Bipartisan, Bicameral Tax Bill released on Tuesday Senator Ron Wyden (Democrat of Oregon) and Representative Jason Smith (Republican of Missouri) would like to gradually enhance the child tax credit through 2025 and restore the tax credit for public housing projects.
“That doesn’t mean it’s a done deal and it’s going to be passed, but I think the fact is they’ve made a lot of progress,” Casey told the Capital-Star.
The three-year bill also provides a waiver of compensation fees for wildfire victims and those who suffered losses as a result of the train derailment in East Palestine, Ohio.
Casey said this modern agreement could prove to be significant progress for children.
“We finally found a way to dramatically reduce child poverty by strengthening the child tax credit,” Casey said.
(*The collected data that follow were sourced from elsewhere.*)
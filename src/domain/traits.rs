// ============================================================
// Layer 3 — Core Traits (Abstractions)
// ============================================================
// The application layer is programmed against these traits
// so the CLI never needs to know which backend or bundle
// format sits behind a classifier.

use anyhow::Result;
use crate::domain::{episode::Episode, score::ScoreRow};

// ─── EpisodeSource ────────────────────────────────────────────────────────────
/// Anything that can produce a few-shot episode.
///
/// Implementations:
///   - EpisodeLoader → reads an episode from a JSON file
pub trait EpisodeSource {
    fn load_episode(&self) -> Result<Episode>;
}

// ─── FewShotClassifier ────────────────────────────────────────────────────────
/// Anything that can score the queries of an episode against
/// its examples.
///
/// Implementations:
///   - ClassifyUseCase → runs the persisted Model
pub trait FewShotClassifier {
    /// Returns exactly one ScoreRow per query input, in order.
    fn classify(&self, episode: &Episode) -> Result<Vec<ScoreRow>>;
}
// ============================================================
// Layer 2 — InitUseCase
// ============================================================
// Builds a fresh model and writes it to a bundle directory:
//
//   Step 1: Check the configuration              (Layer 2)
//   Step 2: Build encoder, mixer, classifier     (Layer 5 - ml)
//   Step 3: Save config and model bundle         (Layer 6 - infra)
//
// Weights come from Burn's default layer initialisers; fitting
// them is the job of a separate training process.

use anyhow::{bail, ensure, Result};
use serde::{Deserialize, Serialize};

use crate::domain::episode::Episode;
use crate::infra::checkpoint::BundleStore;
use crate::ml::builder::build_model;

type InitBackend = burn::backend::NdArray;

/// Which mixer joins the knowledge vector with each query.
#[derive(Debug, Clone, Copy, PartialEq, Eq, Serialize, Deserialize)]
#[serde(rename_all = "lowercase")]
pub enum MixerKind {
    /// [knowledge | query], no weights
    Concat,
    /// tanh(L·knowledge + I·query)
    Add,
}

// ─── Model Configuration ─────────────────────────────────────────────────────
// Every width needed to lay out the three parts. Saved next to
// the bundle as JSON so a human can see how it was built.
#[derive(Debug, Clone, PartialEq, Serialize, Deserialize)]
pub struct FewShotConfig {
    pub example_dim:       usize,
    pub input_dim:         usize,
    pub knowledge_dim:     usize,
    pub encoder_hidden:    Vec<usize>,
    pub mixer:             MixerKind,
    pub mixed_dim:         usize,
    pub classifier_hidden: Vec<usize>,
    pub num_outputs:       usize,
}

impl Default for FewShotConfig {
    fn default() -> Self {
        Self {
            example_dim:       64,
            input_dim:         64,
            knowledge_dim:     32,
            encoder_hidden:    vec![128],
            mixer:             MixerKind::Concat,
            mixed_dim:         64,
            classifier_hidden: vec![64],
            num_outputs:       1,
        }
    }
}

impl FewShotConfig {
    /// Width of the rows the mixer hands to the classifier.
    pub fn mixer_output_dim(&self) -> usize {
        match self.mixer {
            MixerKind::Concat => self.knowledge_dim + self.input_dim,
            MixerKind::Add    => self.mixed_dim,
        }
    }

    /// [example_dim, encoder_hidden..., knowledge_dim]
    pub fn encoder_layers(&self) -> Vec<usize> {
        let mut sizes = vec![self.example_dim];
        sizes.extend(&self.encoder_hidden);
        sizes.push(self.knowledge_dim);
        sizes
    }

    /// [mixer_output_dim, classifier_hidden..., num_outputs]
    pub fn classifier_layers(&self) -> Vec<usize> {
        let mut sizes = vec![self.mixer_output_dim()];
        sizes.extend(&self.classifier_hidden);
        sizes.push(self.num_outputs);
        sizes
    }

    pub fn validate(&self) -> Result<()> {
        let named = [
            ("example_dim", self.example_dim),
            ("input_dim", self.input_dim),
            ("knowledge_dim", self.knowledge_dim),
            ("mixed_dim", self.mixed_dim),
            ("num_outputs", self.num_outputs),
        ];
        if let Some((name, _)) = named.iter().find(|(_, v)| *v == 0) {
            bail!("{name} must be greater than zero");
        }
        if self.encoder_hidden.contains(&0) || self.classifier_hidden.contains(&0) {
            bail!("hidden layer sizes must be greater than zero");
        }
        Ok(())
    }

    /// Reject an episode whose rows do not fit the first layers
    /// of a model built from this config.
    pub fn check_episode(&self, episode: &Episode) -> Result<()> {
        ensure!(
            episode.example_width() == self.example_dim,
            "example rows have width {} but the model expects {}",
            episode.example_width(),
            self.example_dim
        );
        ensure!(
            episode.input_width() == self.input_dim,
            "input rows have width {} but the model expects {}",
            episode.input_width(),
            self.input_dim
        );
        Ok(())
    }
}

// ─── InitUseCase ──────────────────────────────────────────────────────────────
pub struct InitUseCase {
    config: FewShotConfig,
    out_dir: String,
}

impl InitUseCase {
    pub fn new(config: FewShotConfig, out_dir: impl Into<String>) -> Self {
        Self { config, out_dir: out_dir.into() }
    }

    /// Build and persist the model. Returns the bundle size in bytes.
    pub fn execute(&self) -> Result<usize> {
        let cfg = &self.config;

        // ── Step 1: Sanity-check widths ───────────────────────────────────────
        cfg.validate()?;

        // ── Step 2: Build the three parts ─────────────────────────────────────
        let device = Default::default();
        let model  = build_model::<InitBackend>(cfg, &device)?;
        tracing::info!(
            "Model ready: encoder {:?}, mixer {:?}, classifier {:?}",
            cfg.encoder_layers(),
            cfg.mixer,
            cfg.classifier_layers()
        );

        // ── Step 3: Persist ───────────────────────────────────────────────────
        let store = BundleStore::new(&self.out_dir);
        store.save_config(cfg)?;
        let size = store.save_model(&model)?;
        tracing::info!("Bundle written to '{}' ({} bytes)", self.out_dir, size);

        Ok(size)
    }
}
// ============================================================
// Layer 4 — Data Pipeline
// ============================================================
// From an episode file on disk to tensors on a device:
//
//   episode.json
//       │
//       ▼
//   EpisodeLoader   → parses JSON into a domain Episode
//       │
//       ▼
//   EpisodeBatcher  → flattens rows into Burn tensors
//       │
//       ▼
//   Model::apply

/// Reads episodes from JSON files
pub mod loader;

/// Flattens episodes into tensors
pub mod batcher;
// ============================================================
// Layer 3 — Domain Layer
// ============================================================
// Plain Rust structs and traits that describe a few-shot
// episode and its results.
//
// Rules for this layer:
//   - NO Burn framework types allowed here
//   - NO file I/O
//   - Only plain Rust structs, enums, and traits

// Support set + query set
pub mod episode;

// Per-query classifier output
pub mod score;

// Core abstractions (traits) that other layers implement
pub mod traits;
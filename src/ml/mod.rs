// ============================================================
// Layer 5 — ML / Model Layer (Burn)
// ============================================================
// All Burn-specific code lives in this layer. The domain and
// CLI layers never import burn directly.
//
//   capability.rs — Net / Mixer / Typed traits the model is
//                   written against
//   nets.rs       — DenseNet (encoder or classifier)
//   mixers.rs     — ConcatMixer, AddMixer
//   weights.rs    — module parameters ⇄ bytes (BinBytesRecorder)
//   registry.rs   — type tag → decoder table, generic bundle
//                   (de)serialisation
//   model.rs      — the few-shot Model: apply / serialize /
//                   deserialize
//   builder.rs    — FewShotConfig → fresh Model
//   error.rs      — ModelError
//
// Reference: Burn Book §3 (Building Blocks)
//            Burn Book §5 (Records)

/// Capability traits for model parts
pub mod capability;

/// Dense network component
pub mod nets;

/// Mixer components
pub mod mixers;

/// Weight records
pub mod weights;

/// Process-wide decoder registry
pub mod registry;

/// The few-shot model
pub mod model;

/// Serialisation errors of the model
pub mod error;

/// Builds a model from its configuration
pub mod builder;
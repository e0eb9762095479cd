// ============================================================
// Layer 5 — Component Capabilities
// ============================================================
// The model never looks inside its parts. It only needs:
//
//   Net    — batch function, N rows in → N rows out
//   Mixer  — (broadcast knowledge rows, query rows) → mixed rows
//   Typed  — a stable type tag plus an opaque payload, so the
//            part can live inside a type-tagged bundle
//
// Batches are flat rank-1 tensors. They carry no row count,
// so every call is told how many rows the data holds.

use std::fmt::Debug;

use anyhow::Result;
use burn::prelude::*;

/// Something that can be written into a type-tagged bundle.
pub trait Typed {
    /// Stable identifier the registry resolves back to a decoder.
    fn serializer_type(&self) -> &'static str;

    /// Opaque payload handed back to the decoder registered for
    /// `serializer_type()`.
    fn encode(&self) -> Result<Vec<u8>>;
}

impl<T: Typed + ?Sized> Typed for Box<T> {
    fn serializer_type(&self) -> &'static str {
        (**self).serializer_type()
    }

    fn encode(&self) -> Result<Vec<u8>> {
        (**self).encode()
    }
}

/// A batch function over flat row-major data.
pub trait Net<B: Backend>: Typed + Debug + Send {
    /// `input` holds `rows` rows of equal width; the output holds
    /// `rows` rows of the net's output width.
    fn apply(&self, input: Tensor<B, 1>, rows: usize) -> Tensor<B, 1>;
}

/// Combines two row-aligned batches into one.
pub trait Mixer<B: Backend>: Typed + Debug + Send {
    fn mix(&self, learned: Tensor<B, 1>, inputs: Tensor<B, 1>, rows: usize) -> Tensor<B, 1>;
}

/// View a flat batch as `rows` rows of width `len / rows`.
pub fn as_rows<B: Backend>(data: Tensor<B, 1>, rows: usize) -> Tensor<B, 2> {
    let cols = data.dims()[0] / rows;
    data.reshape([rows, cols])
}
The credit, which was part of the American Rescue Plan, raised the amount of money families received — from $2,000 to $3,600 for a child under 6 and $3,000 for other children — and gave it in monthly checks. The credit helped lower the U.S. child poverty rate to a record low, but it expired in 2021.
Casey said another area where families will benefit is the Biden administration’s plan to lower prescription drug prices by allowing Medicare to negotiate with pharmaceutical companies.
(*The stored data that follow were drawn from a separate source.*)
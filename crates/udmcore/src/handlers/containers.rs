//! Containers: organisational units and plain `cn` containers.

use crate::directory::Attributes;
use crate::layout::{Group, Tab};
use crate::mapping::Mapping;
use crate::module::{has_object_classes, ObjectType};
use crate::property::PropertyDescriptor;
use crate::syntax::Syntax;

static PROPERTIES: &[PropertyDescriptor] = &[
    PropertyDescriptor::new("name", "Name", Syntax::String)
        .identifies()
        .required(),
    PropertyDescriptor::new("description", "Description", Syntax::String),
];

static LAYOUT: &[Tab] = &[Tab::new(
    "General",
    "Basic settings",
    &[Group::new("Container", &[&["name", "description"]])],
)];

fn is_ou(_dn: &str, attrs: &Attributes) -> bool {
    has_object_classes(attrs, &["organizationalUnit"])
}

fn is_cn(_dn: &str, attrs: &Attributes) -> bool {
    has_object_classes(attrs, &["organizationalRole", "univentionContainer"])
}

pub fn ou() -> ObjectType {
    let mapping = Mapping::new()
        .with("name", "ou", None, None)
        .with("description", "description", None, None);
    ObjectType::new("container/ou", "Container: Organisational unit", PROPERTIES, mapping, is_ou)
        .object_classes(&["top", "organizationalUnit"])
        .layout(LAYOUT)
        .childs()
}

pub fn cn() -> ObjectType {
    let mapping = Mapping::new()
        .with("name", "cn", None, None)
        .with("description", "description", None, None);
    ObjectType::new("container/cn", "Container: Container", PROPERTIES, mapping, is_cn)
        .object_classes(&["top", "organizationalRole", "univentionContainer"])
        .layout(LAYOUT)
        .childs()
}
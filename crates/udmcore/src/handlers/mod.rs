//! # Built-in Object Types
//!
//! Each submodule declares one family of object types as data: a static
//! property table, the attribute mapping, options, layout and the few
//! functions the generic lifecycle calls back into.
//!
//! ## Types
//!
//! - [`containers`]: `container/ou`, `container/cn`
//! - [`groups`]: `groups/group`
//! - [`computers`]: `computers/windows`
//! - [`dns`]: `dns/forward_zone`, `dns/reverse_zone`, `dns/host_record`
//! - [`dhcp`]: `dhcp/service`, `dhcp/host`
//! - [`policies`]: `policies/pwhistory`
//!
//! Everything type-specific beyond data belongs to an [`ObjectKind`]
//! specialization; adding a type means adding a table here and a line to
//! [`all`].
//!
//! [`ObjectKind`]: crate::module::ObjectKind

pub mod computers;
pub mod containers;
pub mod dhcp;
pub mod dns;
pub mod groups;
pub mod policies;

use crate::module::ObjectType;

/// Every built-in type.
pub fn all() -> Vec<ObjectType> {
    vec![
        containers::ou(),
        containers::cn(),
        groups::group(),
        computers::windows(),
        dns::forward_zone(),
        dns::reverse_zone(),
        dns::host_record(),
        dhcp::service(),
        dhcp::host(),
        policies::pwhistory(),
    ]
}
use crate::allocator::ResourceKind;
use crate::directory::DirectoryError;
use thiserror::Error;

#[derive(Error, Debug)]
pub enum UdmError {
    #[error("Invalid syntax for {property}: {message}")]
    Syntax { property: String, message: String },

    #[error("Value required for {0}")]
    RequiredValue(String),

    #[error("Information provided is not sufficient: {}", .0.join(", "))]
    InsufficientInformation(Vec<String>),

    #[error("Value may not change: {0}")]
    NotEditable(String),

    #[error("Value is fixed by policy: {0}")]
    PolicyFixedAttribute(String),

    #[error("Object exists: {0}")]
    AlreadyExists(String),

    #[error("No such object: {0}")]
    NotFound(String),

    #[error("No lock available for {kind}: {value}")]
    NoLockAvailable { kind: ResourceKind, value: String },

    #[error("Invalid operation: {0}")]
    InvalidOperation(String),

    #[error("Operation not supported: {0}")]
    UnsupportedOperation(String),

    #[error("Invalid superordinate: {0}")]
    InvalidSuperordinate(String),

    #[error("Unknown property: {0}")]
    NoSuchProperty(String),

    #[error("Invalid DHCP entry: {0}")]
    InvalidDhcpEntry(String),

    #[error("Invalid DNS alias entry: {0}")]
    InvalidDnsAliasEntry(String),

    #[error("DNS alias is already in use: {0}")]
    DnsAliasAlreadyUsed(String),

    #[error("Common name too long: {0}")]
    CommonNameTooLong(String),

    #[error("MAC address already in use: {0}")]
    MacAlreadyUsed(String),

    #[error("IP address already in use: {0}")]
    IpAlreadyUsed(String),

    #[error("Could not create policy {name} after {attempts} attempts")]
    PolicyRetriesExhausted { name: String, attempts: u32 },

    #[error("Configuration error: {0}")]
    Config(#[from] confique::Error),

    #[error("Serialization error: {0}")]
    Serialization(#[from] serde_json::Error),

    #[error(transparent)]
    Directory(#[from] DirectoryError),
}

impl UdmError {
    pub fn syntax(property: impl Into<String>, message: impl Into<String>) -> Self {
        UdmError::Syntax {
            property: property.into(),
            message: message.into(),
        }
    }

    /// True for both the engine's and the transport's "no such object".
    pub fn is_not_found(&self) -> bool {
        matches!(
            self,
            UdmError::NotFound(_) | UdmError::Directory(DirectoryError::NoSuchObject(_))
        )
    }

    /// True for both the engine's and the transport's "already exists".
    pub fn is_already_exists(&self) -> bool {
        matches!(
            self,
            UdmError::AlreadyExists(_) | UdmError::Directory(DirectoryError::AlreadyExists(_))
        )
    }
}

pub type Result<T> = std::result::Result<T, UdmError>;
The initiative was part of an inflation-reduction bill and was a key part of President Joe Biden’s reelection bid before voters. The president has regularly touted his administration’s efforts to rein in insulin costs for seniors and negotiate drug prices with manufacturers.
“Unfortunately, it’s like a bag of rocks hanging on everyone’s shoulders all day long,” Casey said of prescription drug costs. “And there’s no reason for that, other than the pharmaceutical companies didn’t want to make the reforms to bring prices down and they wanted to point fingers instead of bring those costs down.”
But the negotiated prices for Other drugs identified by the Biden administration will not enter into force before 2026, and at least one the pharmaceutical company sued to try to stop the program.
“I don’t think they’re going to be able to stop the bill from becoming law,” Casey told the Capital-Star. “There’s a tremendous amount of public interest in this bill, and that’s a tremendous amount of public pressure.”
And while potentially lower drug costs aren’t noticeable for two years under the current plan, Casey says it’s up to Democratic lawmakers to remind voters what they’re working on — especially those who, like him, are running for reelection.
“You can’t just pass a bill and say, ‘OK, everybody should be patient,’” he said. “I think once that becomes clearer to people, I think that will help tremendously not only with regard to their arrangements for 2024, but also what they can expect in 2025 and 2026. And that’s a strong predictor to expect more positive change after that.”